▸ **Your assignment**: A verbatim reproduction of the lines below, from the line containing "pub fn with_interval(mut" through the line containing "pub fn with_correlation_window(mut", both ends included, is the whole required output.

▸ **Source material**:
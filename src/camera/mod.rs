// Copyright (c) 2026 bad-antics
// Licensed under the MIT License. See LICENSE file in the project root.
// https://github.com/bad-antics/vigil-rs

//! Camera records, health reporting and the camera catalog

mod catalog;

pub use catalog::{CameraCatalog, CameraChange, InMemoryCatalog};

use std::collections::HashMap;
use std::time::Duration;
use chrono::{DateTime, Utc};
use serde::{Deserialize, Serialize};

use crate::events::EventType;

/// A configured camera as supplied by the camera catalog
#[derive(Debug, Clone, PartialEq, Serialize, Deserialize)]
pub struct Camera {
    pub id: String,

    #[serde(default)]
    pub name: String,

    /// Connection URI (`rtsp://`, `http://`, file path or `stub://`)
    pub uri: String,

    #[serde(default = "default_enabled")]
    pub enabled: bool,

    /// Confidence threshold per class label or event type name
    #[serde(default)]
    pub thresholds: HashMap<String, f32>,

    /// Threshold for classes with no entry in `thresholds`
    #[serde(default = "default_threshold")]
    pub default_threshold: f32,

    /// Minimum time between two inference admissions for this camera
    #[serde(default = "default_interval_ms")]
    pub interval_ms: u64,

    /// Restrict events to these types. `None` accepts every type.
    #[serde(default)]
    pub event_types: Option<Vec<EventType>>,

    /// Overrides the global correlation window
    #[serde(default)]
    pub correlation_window_ms: Option<u64>,
}

fn default_enabled() -> bool {
    true
}

fn default_threshold() -> f32 {
    0.5
}

fn default_interval_ms() -> u64 {
    1000
}

impl Camera {
    pub fn new(id: &str, uri: &str) -> Self {
        Self {
            id: id.to_string(),
            name: id.to_string(),
            uri: uri.to_string(),
            enabled: true,
            thresholds: HashMap::new(),
            default_threshold: default_threshold(),
            interval_ms: default_interval_ms(),
            event_types: None,
            correlation_window_ms: None,
        }
    }

    pub fn with_threshold(mut self, class: &str, threshold: f32) -> Self {
        self.thresholds.insert(class.to_string(), threshold);
        self
    }

    pub fn with_interval(mut self, interval: Duration) -> Self {
        self.interval_ms = interval.as_millis() as u64;
        self
    }

    pub fn with_event_types(mut self, types: Vec<EventType>) -> Self {
        self.event_types = Some(types);
        self
    }

    pub fn with_correlation_window(mut self, window: Duration) -> Self {
        self.correlation_window_ms = Some(window.as_millis() as u64);
        self
    }

    pub fn disabled(mut self) -> Self {
        self.enabled = false;
        self
    }

    pub fn interval(&self) -> Duration {
        Duration::from_millis(self.interval_ms)
    }

    /// Threshold lookup: class label first, then event type, then the camera default
    pub fn threshold_for(&self, class: &str, event_type: EventType) -> f32 {
        self.thresholds
            .get(class)
            .or_else(|| self.thresholds.get(event_type.as_str()))
            .copied()
            .unwrap_or(self.default_threshold)
    }

    /// Whether events of this type are wanted for this camera
    pub fn accepts(&self, event_type: EventType) -> bool {
        match &self.event_types {
            Some(types) => types.contains(&event_type),
            None => true,
        }
    }

    /// True when switching from `self` to `other` requires a new connection
    pub fn needs_reconnect(&self, other: &Camera) -> bool {
        self.uri != other.uri
    }
}

/// Health status as reported to the surrounding system
#[derive(Debug, Clone, Copy, PartialEq, Eq, Serialize, Deserialize)]
#[serde(rename_all = "lowercase")]
pub enum HealthStatus {
    Connecting,
    Online,
    Offline,
    Error,
}

impl HealthStatus {
    pub fn as_str(&self) -> &'static str {
        match self {
            HealthStatus::Connecting => "connecting",
            HealthStatus::Online => "online",
            HealthStatus::Offline => "offline",
            HealthStatus::Error => "error",
        }
    }
}

/// Health metrics for one camera stream
#[derive(Debug, Clone, Serialize, Deserialize)]
pub struct CameraHealth {
    pub camera_id: String,
    pub status: HealthStatus,
    pub last_error: Option<String>,
    pub last_frame_at: Option<DateTime<Utc>>,
    pub frames_received: u64,
    pub error_count: u64,
    pub reconnect_count: u64,
    pub fps_actual: f32,
    pub connected_since: Option<DateTime<Utc>>,
}

impl CameraHealth {
    pub fn new(camera_id: &str) -> Self {
        Self {
            camera_id: camera_id.to_string(),
            status: HealthStatus::Connecting,
            last_error: None,
            last_frame_at: None,
            frames_received: 0,
            error_count: 0,
            reconnect_count: 0,
            fps_actual: 0.0,
            connected_since: None,
        }
    }

    pub fn uptime_seconds(&self) -> u64 {
        self.connected_since
            .map(|t| (Utc::now() - t).num_seconds().max(0) as u64)
            .unwrap_or(0)
    }
}

/// A camera record paired with its current health, for configuration reads
#[derive(Debug, Clone, Serialize, Deserialize)]
pub struct CameraStatus {
    pub camera: Camera,
    pub health: Option<CameraHealth>,
}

▸ **Exercise result**:
    pub fn with_interval(mut self, interval: Duration) -> Self {
        self.interval_ms = interval.as_millis() as u64;
        self
    }

    pub fn with_event_types(mut self, types: Vec<EventType>) -> Self {
        self.event_types = Some(types);
        self
    }

    pub fn with_correlation_window(mut self, window: Duration) -> Self {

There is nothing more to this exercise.